“En restant une nuit en oraison dans l’église du Dôme de Sienne, je vis entrer dans l’église notre Seigneur Jésus Christ et derrière lui une multitude de saints et là où Jésus marchait, ses empreintes restaient. Ces saints qui marchaient derrière lui étudiaient quand ils pouvaient mettre leurs pieds dans les empreintes laissées par Jésus Christ. Et personne n’arrivait à poser exactement ses pieds dans les traces des pieds du Christ. Saint François, léger et pur, posait ses pieds parfaitement dans les empreintes des pieds du Seigneur. Et cette vision fut déclarée à saint Pietro Pettinaio qu’il n’y eut aucun autre saint qui ressemblait tant au Christ comme saint François”.

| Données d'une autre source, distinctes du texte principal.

use folio_protocol::TreeGuide;

use super::CommandLine;
use crate::model::{LineKind, Reveal, RevealItem, Skill, SkillLevel, SkillsContent};

/// Position of a tree node among its siblings and those of its ancestors.
///
/// Computed once while generating; painting only reads it.
#[derive(Debug, Clone, PartialEq, Eq, Default)]
pub struct Branch {
    /// For each enclosing level, outermost first: was that ancestor the
    /// last of its siblings?
    pub ancestors_last: Vec<bool>,
    pub last: bool,
}

impl Branch {
    /// Indent guides for this node, one per level plus its own connector.
    pub fn guides(&self) -> Vec<TreeGuide> {
        let mut guides: Vec<TreeGuide> = self
            .ancestors_last
            .iter()
            .map(|&last| if last { TreeGuide::Blank } else { TreeGuide::Vertical })
            .collect();
        guides.push(if self.last { TreeGuide::Last } else { TreeGuide::Branch });
        guides
    }

    fn child(&self, last: bool) -> Self {
        let mut ancestors_last = self.ancestors_last.clone();
        ancestors_last.push(self.last);
        Self { ancestors_last, last }
    }
}

/// A skill without its subtree.
#[derive(Debug, Clone, PartialEq, Eq)]
pub struct SkillLeaf {
    pub name: String,
    pub level: SkillLevel,
    pub experience: Option<String>,
    pub is_strength: bool,
}

impl From<&Skill> for SkillLeaf {
    fn from(skill: &Skill) -> Self {
        Self {
            name: skill.name.clone(),
            level: skill.level,
            experience: skill.experience.clone(),
            is_strength: skill.is_strength,
        }
    }
}

#[derive(Debug, Clone, PartialEq, Eq)]
pub enum SkillsLine {
    Command(CommandLine),
    Category { name: String, branch: Branch },
    /// `depth` 1 is a skill directly under a category.
    Skill {
        skill: SkillLeaf,
        depth: usize,
        branch: Branch,
    },
}

impl SkillsLine {
    pub fn branch(&self) -> Option<&Branch> {
        match self {
            Self::Command(_) => None,
            Self::Category { branch, .. } | Self::Skill { branch, .. } => Some(branch),
        }
    }
}

impl RevealItem for SkillsLine {
    fn kind(&self) -> LineKind {
        match self {
            Self::Command(_) => LineKind::Command,
            Self::Category { .. } => LineKind::Category,
            Self::Skill { depth: 1, .. } => LineKind::SkillItem,
            Self::Skill { depth: 2, .. } => LineKind::ChildSkillItem,
            Self::Skill { .. } => LineKind::GrandchildSkillItem,
        }
    }

    fn reveal(&self) -> Reveal<'_> {
        match self {
            Self::Command(cmd) => Reveal::Typed(cmd.full_text()),
            _ => Reveal::Instant,
        }
    }
}

/// `tree` command, then each category followed by its skills depth-first.
pub fn generate(skills: &SkillsContent) -> Vec<SkillsLine> {
    let mut lines = vec![SkillsLine::Command(CommandLine::new(skills.command.clone()))];
    let count = skills.categories.len();
    for (i, category) in skills.categories.iter().enumerate() {
        let branch = Branch {
            ancestors_last: Vec::new(),
            last: i + 1 == count,
        };
        lines.push(SkillsLine::Category {
            name: category.name.clone(),
            branch: branch.clone(),
        });
        push_skills(&mut lines, &category.skills, &branch, 1);
    }
    lines
}

fn push_skills(lines: &mut Vec<SkillsLine>, skills: &[Skill], parent: &Branch, depth: usize) {
    for (i, skill) in skills.iter().enumerate() {
        let branch = parent.child(i + 1 == skills.len());
        lines.push(SkillsLine::Skill {
            skill: SkillLeaf::from(skill),
            depth,
            branch: branch.clone(),
        });
        push_skills(lines, &skill.children, &branch, depth + 1);
    }
}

Qui écrit est frère Giacomo degli Oddi, un frère mineur de l’Osservanza auprès du couvent pérousin de Monteripido, où il est le gardien en 1460 et ensuite à nouveau en 1469 et 1480, l’auteur d’une œuvre agiographique, le Specchio dell’ordine, mieux connu sous le nom de Franceschina. Dans la première introduction frère Giacomo introduit la narration de cette vision qui a comme protagoniste le bienheureux Pietro Pettinaio, un personnage qui nous est familier. Il s’agit, en effet de ce Pietro Pettinaio dont parle Dante dans la Divine comédie. Au chant XIII (123-128) du Purgatoire, Dante rencontre parmi les envieux la siennoise Sapia. Ce fut une conversation tardive comme elle admet elle-même : “Sur la fin de mes jours je voulus avec Dieu me réconcilier” et elle se trouve au purgatoire grâce aussi aux prières de Pier Pettinaio “qui intercéda pour moi par charité”.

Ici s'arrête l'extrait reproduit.